→ Saved data entries
▼▼▼

//! Per-frame rule engine
//!
//! `tick` advances the whole arena by one fixed timestep. The checks run in
//! a fixed order because later ones depend on earlier ones having run: red
//! promotion must clear the slot before a later hit can claim it, and the
//! win check reads the height refreshed at the top of the same tick.
//!
//! `notify_hit` is the entry point for the external shooting collaborator.
//! It routes a confirmed trace hit into the disk state machine; it never
//! performs collision logic itself.

use super::disk::DiskState;
use super::state::{ArenaEvent, ArenaState};

/// External inputs sampled once per tick
#[derive(Debug, Clone, Copy, Default)]
pub struct TickInput {
    /// Player height from the player collaborator. `None` skips every
    /// height-dependent rule this tick (the hard ground floor still applies).
    pub player_height: Option<f32>,
}

/// Advance the arena by one fixed timestep
pub fn tick(state: &mut ArenaState, input: &TickInput, dt: f32) {
    state.time_ticks += 1;

    // 1. Refresh the player height snapshot and the high-water mark, then
    //    integrate falling disks.
    state.player_height = input.player_height;
    if let Some(height) = state.player_height {
        state.highest_height = state.highest_height.max(height);
    }
    for disk in state.grid.iter_mut().flatten() {
        disk.advance(dt);
    }

    check_ground_hits(state);
    check_red_promotion(state);
    check_green_unfreeze(state);
    check_win(state);

    // 6. HUD refresh, skipped until a player height exists
    if let Some(current) = state.player_height {
        state.events.push(ArenaEvent::Hud {
            current,
            highest: state.highest_height,
        });
    }
}

/// Called by the shooting collaborator when a trace hits a disk.
///
/// Applies the red/green freeze rule from the disk's height relative to the
/// player: above freezes red (evicting any previous red disk), at-or-below
/// freezes green. Hits on empty slots, out-of-range indices or already-frozen
/// disks are defined no-ops; hit-vs-freeze races are normal play.
pub fn notify_hit(state: &mut ArenaState, index: usize, player_height: f32) {
    let Some(disk) = state.disk(index) else {
        return;
    };
    if !disk.is_falling() {
        return;
    }
    let disk_height = disk.height();

    if disk_height > player_height {
        // Red case: at most one red disk, enforced by eviction. The previous
        // red disk resumes falling at its stored speed.
        if let Some(prev) = state.red_disk
            && prev != index
            && let Some(prev_disk) = state.grid[prev].as_mut()
            && prev_disk.unfreeze()
        {
            state.events.push(ArenaEvent::DiskStateChanged {
                index: prev,
                state: DiskState::Falling,
            });
        }
        if let Some(disk) = state.grid[index].as_mut()
            && disk.freeze_red()
        {
            state.red_disk = Some(index);
            state.events.push(ArenaEvent::DiskStateChanged {
                index,
                state: DiskState::FrozenRed,
            });
        }
    } else {
        // Green case: no interaction with the red slot
        if let Some(disk) = state.grid[index].as_mut()
            && disk.freeze_green()
        {
            state.events.push(ArenaEvent::DiskStateChanged {
                index,
                state: DiskState::FrozenGreen,
            });
        }
    }
}

/// Called by the physics collaborator when a disk lands on the player.
///
/// Only falling disks knock back, and only an airborne player; the core just
/// reports the configured force, the direction math stays with physics.
pub fn notify_disk_landed(state: &mut ArenaState, index: usize, player_airborne: bool) {
    let Some(disk) = state.disk(index) else {
        return;
    };
    if !disk.is_falling() || !player_airborne {
        return;
    }
    state.events.push(ArenaEvent::Knockback {
        index,
        force: disk.knockback_force,
    });
}

/// 2. Recycle any falling disk that hit the ground floor, or (when the rule
/// is configured) fell too far below the player. Respawned in place at its
/// original grid cell: bounded pool, no allocation churn.
fn check_ground_hits(state: &mut ArenaState) {
    let floor = state.config.ground_z;
    let below_player_floor = match (state.config.below_player_respawn, state.player_height) {
        (Some(offset), Some(height)) => Some(height - offset),
        _ => None,
    };

    for index in 0..state.grid.len() {
        let Some(disk) = state.grid[index].as_ref() else {
            continue;
        };
        if !disk.is_falling() {
            continue;
        }
        let z = disk.height();
        let recycle = z < floor || below_player_floor.is_some_and(|limit| z < limit);
        if !recycle {
            continue;
        }

        let pos = state.respawn_position(index);
        let speed = state.random_speed();
        if let Some(disk) = state.grid[index].as_mut() {
            disk.respawn(pos, speed);
        }
        state.events.push(ArenaEvent::DiskRespawned { index });
    }
}

/// 3. Once the player has climbed above the red disk, promote it to green
/// and clear the slot. This is what opens the slot for the next red freeze.
fn check_red_promotion(state: &mut ArenaState) {
    let (Some(index), Some(player_height)) = (state.red_disk, state.player_height) else {
        return;
    };
    let Some(disk) = state.grid[index].as_mut() else {
        state.red_disk = None;
        return;
    };
    if disk.state != DiskState::FrozenRed {
        // Slot went stale (e.g. the disk was respawned out from under it)
        state.red_disk = None;
        return;
    }
    if player_height > disk.height() && disk.promote_to_green() {
        state.red_disk = None;
        state.events.push(ArenaEvent::DiskStateChanged {
            index,
            state: DiskState::FrozenGreen,
        });
    }
}

/// 4. Unfreeze any green disk the player has fallen below. Climbing back
/// down forfeits the platforms above the new position.
fn check_green_unfreeze(state: &mut ArenaState) {
    let Some(player_height) = state.player_height else {
        return;
    };
    for index in 0..state.grid.len() {
        let Some(disk) = state.grid[index].as_mut() else {
            continue;
        };
        if disk.state != DiskState::FrozenGreen {
            continue;
        }
        if player_height < disk.height() && disk.unfreeze() {
            state.events.push(ArenaEvent::DiskStateChanged {
                index,
                state: DiskState::Falling,
            });
        }
    }
}

/// 5. One-shot win latch. Infinite mode disables this permanently.
fn check_win(state: &mut ArenaState) {
    if state.game_won || state.infinite_mode {
        return;
    }
    let Some(player_height) = state.player_height else {
        return;
    };
    if player_height >= state.config.win_height {
        state.game_won = true;
        state.events.push(ArenaEvent::WinAchieved);
        log::info!("win height {} reached", state.config.win_height);
    }
}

▲▲▲

→ Aim of the task
Out of the data above, give again only the lines starting at the one holding "let disk_height = disk.height();" and ending at the one holding "Some(prev_disk) = state.grid[prev].as_mut()", unchanged.

→ Response box
    let disk_height = disk.height();

    if disk_height > player_height {
        // Red case: at most one red disk, enforced by eviction. The previous
        // red disk resumes falling at its stored speed.
        if let Some(prev) = state.red_disk
            && prev != index
            && let Some(prev_disk) = state.grid[prev].as_mut()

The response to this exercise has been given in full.